I would dose him with Selenium as well either the sel. Vit. E gel or BoSe from a vet..: ) best wishes


----------



## cathy (Apr 7, 2013)

Been a week still same. Treated for tetanus. Dosing down with dex. He is still really strong except back legs. Having trouble with shots since my daughter and I cannot handle him. Should i be seeing some improvement after 3 days dex, ivermec plus and tetanus antitoxin?


----------



## ksalvagno (Oct 6, 2009)

Have you been doing Safeguard at 1cc per 7 lbs for 5 days? If not I would be starting that.


----------



## happybleats (Sep 12, 2010)

If he has MW...nerve damage done is not always repaired..he may remain weak in the back legs...here is that other article on MW...
http://goatconnection.com/articles/publish/article_126.shtml

This artcle suggest certain therapies to help regain strength and mobility...recovery can be fairly quick to taking a year or longer....depends on how much damage and exposer was done...Thisis probly the best article Ihave read on MW...Best wishes


----------



## Jodi_berg (Oct 29, 2012)

Poor baby, hope he gets better!


----------



## cathy (Apr 7, 2013)

I really dont think it is mw.

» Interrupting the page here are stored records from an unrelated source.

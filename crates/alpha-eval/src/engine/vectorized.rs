//! Full-panel evaluator: composes named kernels bottom-up over the whole
//! dates×symbols grid in one pass. Falls back to the per-date scalar
//! evaluator, date by date, whenever a `Call` has no vectorized kernel
//! (`AlphaError::UnsupportedVectorized`).

use alpha_common::AlphaError;
use alpha_parse::{ASTNode, ASTNodeType, BinaryOperator, UnaryOperator};

use crate::engine::scalar::{self, ScalarCtx};
use crate::function_registry;
use crate::value::{FieldBundle, Panel, PanelValue, ScalarValue};
use crate::function::PanelArg;

pub fn eval(bundle: &FieldBundle, node: &ASTNode) -> Result<PanelValue, AlphaError> {
    match &node.node_type {
        ASTNodeType::Number(v) => Ok(PanelValue::Scalar(*v)),
        ASTNodeType::Name(field) => {
            let panel = bundle
                .field(field)
                .ok_or_else(|| AlphaError::UnknownFieldError {
                    name: field.clone(),
                })?;
            Ok(PanelValue::Panel(panel.clone()))
        }
        ASTNodeType::UnaryOp { op, operand } => {
            let v = eval(bundle, operand)?;
            Ok(eval_unary(*op, v))
        }
        ASTNodeType::BinOp { op, left, right } => {
            let l = eval(bundle, left)?;
            let r = eval(bundle, right)?;
            Ok(eval_binop(*op, l, r))
        }
        ASTNodeType::Call { name, args } => eval_call(bundle, node, name, args),
    }
}

fn eval_call(
    bundle: &FieldBundle,
    node: &ASTNode,
    name: &str,
    args: &[ASTNode],
) -> Result<PanelValue, AlphaError> {
    let entry = function_registry::get(name)?;
    if !entry.spec.accepts_arity(args.len()) {
        return Err(AlphaError::ArityError {
            name: name.to_string(),
            got: args.len(),
            allowed: entry.spec.arity.clone(),
        });
    }
    let evaluated: Vec<PanelValue> = args
        .iter()
        .map(|a| eval(bundle, a))
        .collect::<Result<_, _>>()?;

    let field_tags: Vec<Option<String>> = args
        .iter()
        .map(|a| match &a.node_type {
            ASTNodeType::Name(f) => Some(f.clone()),
            _ => None,
        })
        .collect();

    let panel_args: Vec<PanelArg> = evaluated
        .iter()
        .zip(field_tags.iter())
        .map(|(v, tag)| match v {
            PanelValue::Scalar(x) => PanelArg::Scalar(*x),
            PanelValue::Panel(p) => PanelArg::Panel(p, tag.as_deref()),
        })
        .collect();

    match entry.vectorized.eval_panel(&panel_args) {
        Ok(panel) => Ok(PanelValue::Panel(panel)),
        Err(AlphaError::UnsupportedVectorized { .. }) => fallback_to_scalar(bundle, node),
        Err(e) => Err(e),
    }
}

/// Drives the per-date scalar evaluator across every date and stitches the
/// per-date cross-sections into a full panel. Used only when a function has
/// no closed-form vectorized kernel.
fn fallback_to_scalar(bundle: &FieldBundle, node: &ASTNode) -> Result<PanelValue, AlphaError> {
    let mut rows = Vec::with_capacity(bundle.dates.len());
    for t in 0..bundle.dates.len() {
        let mut ctx = ScalarCtx::new(bundle, t);
        match scalar::eval(&mut ctx, node)? {
            ScalarValue::Scalar(x) => rows.push(vec![x; bundle.symbols.len()]),
            ScalarValue::CrossSection(cs) => rows.push(cs.values),
        }
    }
    Ok(PanelValue::Panel(Panel::new(
        bundle.dates.clone(),
        bundle.symbols.clone(),
        rows,
    )))
}

fn eval_unary(op: UnaryOperator, v: PanelValue) -> PanelValue {
    map_elementwise(v, |x| match op {
        UnaryOperator::Plus => x,
        UnaryOperator::Neg => -x,
        UnaryOperator::Not => {
            if scalar::truthy(x) {
                0.0
            } else {
                1.0
            }
        }
    })
}

fn map_elementwise(v: PanelValue, f: impl Fn(f64) -> f64) -> PanelValue {
    match v {
        PanelValue::Scalar(x) => PanelValue::Scalar(f(x)),
        PanelValue::Panel(p) => {
            let rows = p.rows().iter().map(|r| r.iter().map(|x| f(*x)).collect()).collect();
            PanelValue::Panel(Panel::new(p.dates.clone(), p.symbols.clone(), rows))
        }
    }
}

fn bool_f(b: bool) -> f64 {
    if b {
        1.0
    } else {
        0.0
    }
}

fn apply_op(op: BinaryOperator, a: f64, b: f64) -> f64 {
    match op {
        BinaryOperator::Add => a + b,
        BinaryOperator::Sub => a - b,
        BinaryOperator::Mul => a * b,
        BinaryOperator::Div => a / b,
        BinaryOperator::Mod => a % b,
        BinaryOperator::Pow => a.powf(b),
        BinaryOperator::Eq => bool_f(a == b),
        BinaryOperator::Ne => bool_f(a != b),
        BinaryOperator::Gt => bool_f(a > b),
        BinaryOperator::Ge => bool_f(a >= b),
        BinaryOperator::Lt => bool_f(a < b),
        BinaryOperator::Le => bool_f(a <= b),
        BinaryOperator::And => bool_f(scalar::truthy(a) && scalar::truthy(b)),
        BinaryOperator::Or => bool_f(scalar::truthy(a) || scalar::truthy(b)),
    }
}

/// Panels reaching a binary op always share one bundle's dates/symbols (the
/// dense shared-index precondition from spec §9), so alignment is a plain
/// elementwise zip — no outer join is needed here the way the scalar
/// evaluator needs one for its arbitrary-symbol-set cross-sections.
fn eval_binop(op: BinaryOperator, left: PanelValue, right: PanelValue) -> PanelValue {
    match (left, right) {
        (PanelValue::Scalar(a), PanelValue::Scalar(b)) => PanelValue::Scalar(apply_op(op, a, b)),
        (PanelValue::Scalar(a), PanelValue::Panel(p)) => {
            let rows = p
                .rows()
                .iter()
                .map(|r| r.iter().map(|b| apply_op(op, a, *b)).collect())
                .collect();
            PanelValue::Panel(Panel::new(p.dates.clone(), p.symbols.clone(), rows))
        }
        (PanelValue::Panel(p), PanelValue::Scalar(b)) => {
            let rows = p
                .rows()
                .iter()
                .map(|r| r.iter().map(|a| apply_op(op, *a, b)).collect())
                .collect();
            PanelValue::Panel(Panel::new(p.dates.clone(), p.symbols.clone(), rows))
        }
        (PanelValue::Panel(l), PanelValue::Panel(r)) => {
            let rows = l
                .rows()
                .iter()
                .zip(r.rows().iter())
                .map(|(lr, rr)| lr.iter().zip(rr.iter()).map(|(a, b)| apply_op(op, *a, *b)).collect())
                .collect();
            PanelValue::Panel(Panel::new(l.dates.clone(), l.symbols.clone(), rows))
        }
    }
}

I am afraid it was injury. He jumped a fence trying to get to a doe. But it also looks like tetanus. He is still very strong. Having a lot of trouble medicating him. Started safe guard yesterday.


----------



## ksalvagno (Oct 6, 2009)

I guess may as well throw the sink at him to be sure. Hopefully he will heal for you. I bet the Dex would help if it is an injury.


----------



## happybleats (Sep 12, 2010)

http://www.tennesseemeatgoats.com/articles2/tetanus.html

As long as he is getting stronger, what ever you are doing seems to be working..excersising his weak legs several times a day..even fitting him with a sling to get him up may help..non use will loose muscle very fast...
best wishes


----------



## cathy (Apr 7, 2013)

Have done everything. Vet thinks he blew a disc breeding. Now the decision to put him down or not. Seems fine except can barely move back legs.


----------



## happybleats (Sep 12, 2010)

I have heard people having great results with a chiropractor : )


----------